++++ DATA FOR THE TASK

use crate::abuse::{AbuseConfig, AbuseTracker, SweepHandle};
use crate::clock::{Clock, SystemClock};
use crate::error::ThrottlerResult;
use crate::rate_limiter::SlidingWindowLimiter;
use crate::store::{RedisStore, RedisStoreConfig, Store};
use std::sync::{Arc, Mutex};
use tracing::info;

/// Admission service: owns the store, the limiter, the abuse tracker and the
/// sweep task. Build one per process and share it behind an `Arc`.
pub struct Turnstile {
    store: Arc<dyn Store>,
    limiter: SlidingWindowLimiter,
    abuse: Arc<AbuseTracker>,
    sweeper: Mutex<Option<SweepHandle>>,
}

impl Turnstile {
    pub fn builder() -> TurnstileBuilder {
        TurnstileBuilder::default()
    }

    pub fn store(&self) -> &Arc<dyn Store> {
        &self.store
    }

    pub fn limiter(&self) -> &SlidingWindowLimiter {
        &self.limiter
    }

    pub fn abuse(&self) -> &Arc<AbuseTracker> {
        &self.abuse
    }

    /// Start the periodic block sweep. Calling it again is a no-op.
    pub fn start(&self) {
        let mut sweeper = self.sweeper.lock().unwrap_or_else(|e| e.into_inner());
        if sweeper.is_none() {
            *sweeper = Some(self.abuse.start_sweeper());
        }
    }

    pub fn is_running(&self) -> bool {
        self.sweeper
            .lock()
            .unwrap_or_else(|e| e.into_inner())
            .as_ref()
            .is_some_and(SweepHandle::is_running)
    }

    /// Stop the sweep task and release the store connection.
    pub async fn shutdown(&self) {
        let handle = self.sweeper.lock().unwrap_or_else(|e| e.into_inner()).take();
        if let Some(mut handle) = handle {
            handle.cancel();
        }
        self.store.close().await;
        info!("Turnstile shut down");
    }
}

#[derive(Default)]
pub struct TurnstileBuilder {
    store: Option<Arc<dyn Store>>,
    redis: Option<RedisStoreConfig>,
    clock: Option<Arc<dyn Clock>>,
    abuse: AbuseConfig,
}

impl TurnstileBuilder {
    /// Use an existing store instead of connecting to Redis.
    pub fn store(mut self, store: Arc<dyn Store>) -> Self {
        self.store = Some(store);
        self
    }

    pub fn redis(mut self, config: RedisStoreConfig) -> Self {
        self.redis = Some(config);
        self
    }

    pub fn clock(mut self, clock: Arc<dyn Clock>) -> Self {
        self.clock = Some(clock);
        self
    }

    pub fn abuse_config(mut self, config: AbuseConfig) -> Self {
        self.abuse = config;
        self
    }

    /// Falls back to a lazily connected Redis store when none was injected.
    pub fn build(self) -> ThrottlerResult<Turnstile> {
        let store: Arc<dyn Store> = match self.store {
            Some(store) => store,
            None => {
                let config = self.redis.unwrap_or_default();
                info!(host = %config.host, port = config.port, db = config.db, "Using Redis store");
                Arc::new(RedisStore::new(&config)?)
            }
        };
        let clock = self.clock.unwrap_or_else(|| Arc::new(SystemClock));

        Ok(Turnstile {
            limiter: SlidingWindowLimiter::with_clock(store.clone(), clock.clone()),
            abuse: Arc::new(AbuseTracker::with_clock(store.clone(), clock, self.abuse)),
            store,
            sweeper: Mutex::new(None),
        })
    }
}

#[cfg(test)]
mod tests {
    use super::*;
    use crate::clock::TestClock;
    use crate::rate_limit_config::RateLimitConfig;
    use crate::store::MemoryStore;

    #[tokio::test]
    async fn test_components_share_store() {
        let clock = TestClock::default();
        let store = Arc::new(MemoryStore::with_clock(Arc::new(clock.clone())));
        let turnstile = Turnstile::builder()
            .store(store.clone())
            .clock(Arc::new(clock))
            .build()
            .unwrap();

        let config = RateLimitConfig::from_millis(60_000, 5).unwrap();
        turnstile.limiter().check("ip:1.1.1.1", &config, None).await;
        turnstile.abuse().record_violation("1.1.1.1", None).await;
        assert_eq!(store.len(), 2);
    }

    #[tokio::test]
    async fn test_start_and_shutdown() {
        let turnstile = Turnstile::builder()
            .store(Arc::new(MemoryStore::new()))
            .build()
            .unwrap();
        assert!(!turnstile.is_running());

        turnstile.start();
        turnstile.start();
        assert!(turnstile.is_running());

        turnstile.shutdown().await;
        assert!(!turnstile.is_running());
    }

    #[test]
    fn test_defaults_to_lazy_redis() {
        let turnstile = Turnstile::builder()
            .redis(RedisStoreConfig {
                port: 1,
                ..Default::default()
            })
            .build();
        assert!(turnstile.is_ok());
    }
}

++++++++
++++ DATA FOR THE TASK

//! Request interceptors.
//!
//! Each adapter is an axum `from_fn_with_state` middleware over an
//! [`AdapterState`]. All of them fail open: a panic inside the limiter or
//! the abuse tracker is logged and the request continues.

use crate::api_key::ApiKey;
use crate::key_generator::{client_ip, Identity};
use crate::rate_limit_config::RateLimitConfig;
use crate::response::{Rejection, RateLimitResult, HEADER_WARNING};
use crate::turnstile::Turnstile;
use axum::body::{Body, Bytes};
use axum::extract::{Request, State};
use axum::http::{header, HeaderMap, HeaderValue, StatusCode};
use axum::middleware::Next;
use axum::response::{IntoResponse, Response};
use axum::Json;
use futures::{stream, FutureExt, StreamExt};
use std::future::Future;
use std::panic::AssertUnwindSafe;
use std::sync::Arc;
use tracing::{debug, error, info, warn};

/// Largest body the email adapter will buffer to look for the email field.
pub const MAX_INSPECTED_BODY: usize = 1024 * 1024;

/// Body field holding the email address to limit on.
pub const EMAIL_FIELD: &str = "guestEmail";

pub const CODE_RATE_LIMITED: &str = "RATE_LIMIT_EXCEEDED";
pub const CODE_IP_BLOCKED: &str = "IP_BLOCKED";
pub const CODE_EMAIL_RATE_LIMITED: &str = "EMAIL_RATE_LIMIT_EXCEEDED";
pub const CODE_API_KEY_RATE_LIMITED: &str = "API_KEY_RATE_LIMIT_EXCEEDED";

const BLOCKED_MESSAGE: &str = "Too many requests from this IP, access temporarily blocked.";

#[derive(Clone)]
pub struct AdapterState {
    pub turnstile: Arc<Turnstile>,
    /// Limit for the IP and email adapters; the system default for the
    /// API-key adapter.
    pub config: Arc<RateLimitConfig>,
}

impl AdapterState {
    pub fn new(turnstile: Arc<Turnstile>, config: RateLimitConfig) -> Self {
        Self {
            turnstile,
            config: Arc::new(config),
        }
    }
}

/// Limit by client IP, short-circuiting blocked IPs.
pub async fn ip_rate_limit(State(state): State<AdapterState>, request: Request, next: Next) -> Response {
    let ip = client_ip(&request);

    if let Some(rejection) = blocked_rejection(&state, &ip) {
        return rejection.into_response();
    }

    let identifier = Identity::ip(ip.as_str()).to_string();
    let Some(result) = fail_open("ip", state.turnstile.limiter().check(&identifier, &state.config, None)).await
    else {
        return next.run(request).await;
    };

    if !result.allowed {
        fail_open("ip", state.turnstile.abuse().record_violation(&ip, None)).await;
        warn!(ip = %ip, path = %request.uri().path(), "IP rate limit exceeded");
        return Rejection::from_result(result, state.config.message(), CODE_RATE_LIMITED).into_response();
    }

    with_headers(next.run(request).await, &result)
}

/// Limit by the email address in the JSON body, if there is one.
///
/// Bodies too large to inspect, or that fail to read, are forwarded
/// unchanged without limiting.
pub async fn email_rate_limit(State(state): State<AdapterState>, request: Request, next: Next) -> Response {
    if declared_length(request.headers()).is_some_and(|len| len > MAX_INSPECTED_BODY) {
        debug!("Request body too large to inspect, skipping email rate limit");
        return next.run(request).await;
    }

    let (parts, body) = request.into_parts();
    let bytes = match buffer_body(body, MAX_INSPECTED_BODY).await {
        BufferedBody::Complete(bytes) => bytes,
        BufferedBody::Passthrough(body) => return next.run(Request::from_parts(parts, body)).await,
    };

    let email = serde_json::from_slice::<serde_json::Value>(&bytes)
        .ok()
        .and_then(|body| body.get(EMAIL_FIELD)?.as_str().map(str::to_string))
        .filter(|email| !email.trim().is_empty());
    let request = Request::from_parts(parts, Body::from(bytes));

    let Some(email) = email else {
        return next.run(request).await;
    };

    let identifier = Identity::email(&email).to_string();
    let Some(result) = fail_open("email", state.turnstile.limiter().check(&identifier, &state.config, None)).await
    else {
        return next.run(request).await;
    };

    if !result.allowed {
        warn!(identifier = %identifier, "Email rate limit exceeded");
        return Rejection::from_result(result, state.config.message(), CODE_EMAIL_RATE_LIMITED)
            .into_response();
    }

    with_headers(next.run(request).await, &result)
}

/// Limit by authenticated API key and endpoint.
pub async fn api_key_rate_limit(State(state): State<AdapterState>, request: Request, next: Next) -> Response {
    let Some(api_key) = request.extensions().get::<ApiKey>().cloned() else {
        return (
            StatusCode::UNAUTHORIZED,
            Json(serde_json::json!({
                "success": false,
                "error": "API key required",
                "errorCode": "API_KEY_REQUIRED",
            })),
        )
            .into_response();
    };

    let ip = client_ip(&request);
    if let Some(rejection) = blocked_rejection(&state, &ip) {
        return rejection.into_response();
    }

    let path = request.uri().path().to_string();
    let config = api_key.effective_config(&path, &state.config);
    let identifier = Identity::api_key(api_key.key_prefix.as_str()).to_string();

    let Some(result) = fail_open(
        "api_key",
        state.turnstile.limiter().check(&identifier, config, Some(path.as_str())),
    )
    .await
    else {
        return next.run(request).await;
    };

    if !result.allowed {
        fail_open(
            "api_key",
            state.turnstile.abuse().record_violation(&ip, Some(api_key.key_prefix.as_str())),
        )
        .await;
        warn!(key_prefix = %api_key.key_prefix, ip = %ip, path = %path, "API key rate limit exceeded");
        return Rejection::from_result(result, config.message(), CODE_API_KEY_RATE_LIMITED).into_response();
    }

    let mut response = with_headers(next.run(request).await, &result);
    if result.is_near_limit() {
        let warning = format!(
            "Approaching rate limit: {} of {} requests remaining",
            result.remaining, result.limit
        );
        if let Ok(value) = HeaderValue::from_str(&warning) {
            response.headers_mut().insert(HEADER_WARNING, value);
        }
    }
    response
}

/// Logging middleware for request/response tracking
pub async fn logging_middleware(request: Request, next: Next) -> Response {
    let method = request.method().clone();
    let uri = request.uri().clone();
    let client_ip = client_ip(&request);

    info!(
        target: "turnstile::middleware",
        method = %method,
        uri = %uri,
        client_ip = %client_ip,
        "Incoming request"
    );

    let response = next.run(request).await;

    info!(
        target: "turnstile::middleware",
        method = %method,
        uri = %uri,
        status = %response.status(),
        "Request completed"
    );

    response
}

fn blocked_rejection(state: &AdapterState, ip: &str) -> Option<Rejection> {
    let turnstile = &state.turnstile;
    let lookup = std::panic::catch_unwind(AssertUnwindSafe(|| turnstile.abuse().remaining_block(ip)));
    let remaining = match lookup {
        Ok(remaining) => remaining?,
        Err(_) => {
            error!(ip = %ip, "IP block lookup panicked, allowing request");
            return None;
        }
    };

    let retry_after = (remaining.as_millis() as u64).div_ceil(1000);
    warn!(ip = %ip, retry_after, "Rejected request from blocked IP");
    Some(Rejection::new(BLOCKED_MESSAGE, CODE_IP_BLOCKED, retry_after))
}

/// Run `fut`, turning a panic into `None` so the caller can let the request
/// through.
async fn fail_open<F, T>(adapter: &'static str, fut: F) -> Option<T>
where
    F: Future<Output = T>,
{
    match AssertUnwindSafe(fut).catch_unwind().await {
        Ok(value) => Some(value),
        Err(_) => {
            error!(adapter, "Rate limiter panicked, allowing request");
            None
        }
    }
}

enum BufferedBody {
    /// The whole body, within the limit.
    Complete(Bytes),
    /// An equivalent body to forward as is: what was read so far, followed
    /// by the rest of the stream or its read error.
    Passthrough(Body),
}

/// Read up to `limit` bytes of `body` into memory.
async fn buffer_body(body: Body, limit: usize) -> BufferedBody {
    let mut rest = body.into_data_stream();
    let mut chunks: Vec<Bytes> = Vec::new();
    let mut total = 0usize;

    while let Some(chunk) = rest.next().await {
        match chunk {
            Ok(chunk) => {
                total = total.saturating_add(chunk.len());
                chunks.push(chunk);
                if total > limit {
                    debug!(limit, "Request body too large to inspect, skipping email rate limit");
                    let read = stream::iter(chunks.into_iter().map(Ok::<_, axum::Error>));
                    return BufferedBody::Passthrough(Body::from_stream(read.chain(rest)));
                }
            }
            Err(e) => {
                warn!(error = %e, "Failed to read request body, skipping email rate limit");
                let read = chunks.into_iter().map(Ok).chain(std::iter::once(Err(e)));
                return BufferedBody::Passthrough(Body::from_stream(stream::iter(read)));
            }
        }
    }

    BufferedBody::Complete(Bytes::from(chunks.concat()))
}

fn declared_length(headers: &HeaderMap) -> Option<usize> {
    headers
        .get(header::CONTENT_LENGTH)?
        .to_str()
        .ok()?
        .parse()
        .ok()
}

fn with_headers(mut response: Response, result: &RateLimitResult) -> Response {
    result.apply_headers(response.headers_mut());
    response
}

++++++++

■ **EXERCISE**
Copy, from the data above, every line where the word "StatusCode" appears.

■ **OUTPUT**
use axum::http::{header, HeaderMap, HeaderValue, StatusCode};
            StatusCode::UNAUTHORIZED,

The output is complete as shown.